--- Data to examine Enclosed Below ---
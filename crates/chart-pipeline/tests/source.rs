// File: crates/chart-pipeline/tests/source.rs
// Purpose: Date-keyed CSV parsing (numeric fallback, errors) and the root data source.

use std::cell::RefCell;
use std::rc::Rc;

use chart_pipeline::{listener, parse_date_based_csv, DataSource, DataUpdate, PipelineError, Record, Stage, Value};
use chrono::{NaiveDate, NaiveDateTime};

const CSV: &str = "
date,java,xml,txt
18/01/2013,1,11,111
19/01/2013,2,22,222
20/01/2013,3,33,333
";

fn at(d: u32, m: u32, y: i32) -> NaiveDateTime {
    NaiveDate::from_ymd_opt(y, m, d).unwrap().and_hms_opt(0, 0, 0).unwrap()
}

#[test]
fn parses_key_and_numeric_fields() {
    let parsed = parse_date_based_csv(CSV).unwrap();
    assert_eq!(parsed.key, "date");
    assert_eq!(parsed.records.len(), 3);

    let first = &parsed.records[0];
    assert_eq!(first.key, at(18, 1, 2013));
    assert_eq!(first.field_names().collect::<Vec<_>>(), vec!["java", "xml", "txt"]);
    assert_eq!(first.number("xml"), Some(11.0));
    assert_eq!(parsed.records[2].number("txt"), Some(333.0));
}

#[test]
fn unparseable_cells_keep_their_text() {
    let parsed = parse_date_based_csv("date,a,b\n01/02/2013, 4.5 ,n/a\n").unwrap();
    let row = &parsed.records[0];
    assert_eq!(row.get("a"), Some(&Value::Number(4.5)));
    assert_eq!(row.get("b"), Some(&Value::Text("n/a".to_string())));
    assert_eq!(row.number("b"), None);
    assert_eq!(row.number_or_zero("b"), 0.0);
}

#[test]
fn bad_date_reports_row() {
    let err = parse_date_based_csv("date,a\n01/01/2013,1\n2013-01-02,2\n").unwrap_err();
    match err {
        PipelineError::InvalidDate { row, value } => {
            assert_eq!(row, 2);
            assert_eq!(value, "2013-01-02");
        }
        other => panic!("unexpected error: {other}"),
    }
}

#[test]
fn empty_input_has_no_key_column() {
    assert!(matches!(parse_date_based_csv(""), Err(PipelineError::MissingKeyColumn)));
}

#[test]
fn header_only_input_yields_no_rows() {
    let parsed = parse_date_based_csv("date,a,b\n").unwrap();
    assert_eq!(parsed.key, "date");
    assert!(parsed.records.is_empty());
}

#[test]
fn source_broadcasts_data_key_and_categories() {
    let source = DataSource::from_csv(CSV).unwrap();
    assert_eq!(source.categories(), ["java", "xml", "txt"]);

    let seen: Rc<RefCell<Vec<DataUpdate>>> = Rc::default();
    let sink = Rc::clone(&seen);
    source.on_update(vec![listener(move |u: &DataUpdate| {
        sink.borrow_mut().push(u.clone());
        Ok(())
    })]);
    source.send_update().unwrap();
    source.send_update().unwrap();

    let seen = seen.borrow();
    assert_eq!(seen.len(), 2);
    assert_eq!(seen[0].key, "date");
    assert_eq!(seen[0].categories, vec!["java", "xml", "txt"]);
    assert_eq!(seen[0].data.len(), 3);
    assert!(seen[0].grouping.is_none());
    assert!(seen[0].extent.is_none());
    assert_eq!(seen[0], seen[1]);
}

#[test]
fn empty_source_has_no_categories() {
    let source = DataSource::new(Vec::<Record>::new(), "date");
    assert!(source.categories().is_empty());
    source.send_update().unwrap();
}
--- End of Enclosed Data to examine ---
Show me all lines in the records that contain "java".

date,java,xml,txt
    assert_eq!(first.field_names().collect::<Vec<_>>(), vec!["java", "xml", "txt"]);
    assert_eq!(source.categories(), ["java", "xml", "txt"]);
    assert_eq!(seen[0].categories, vec!["java", "xml", "txt"]);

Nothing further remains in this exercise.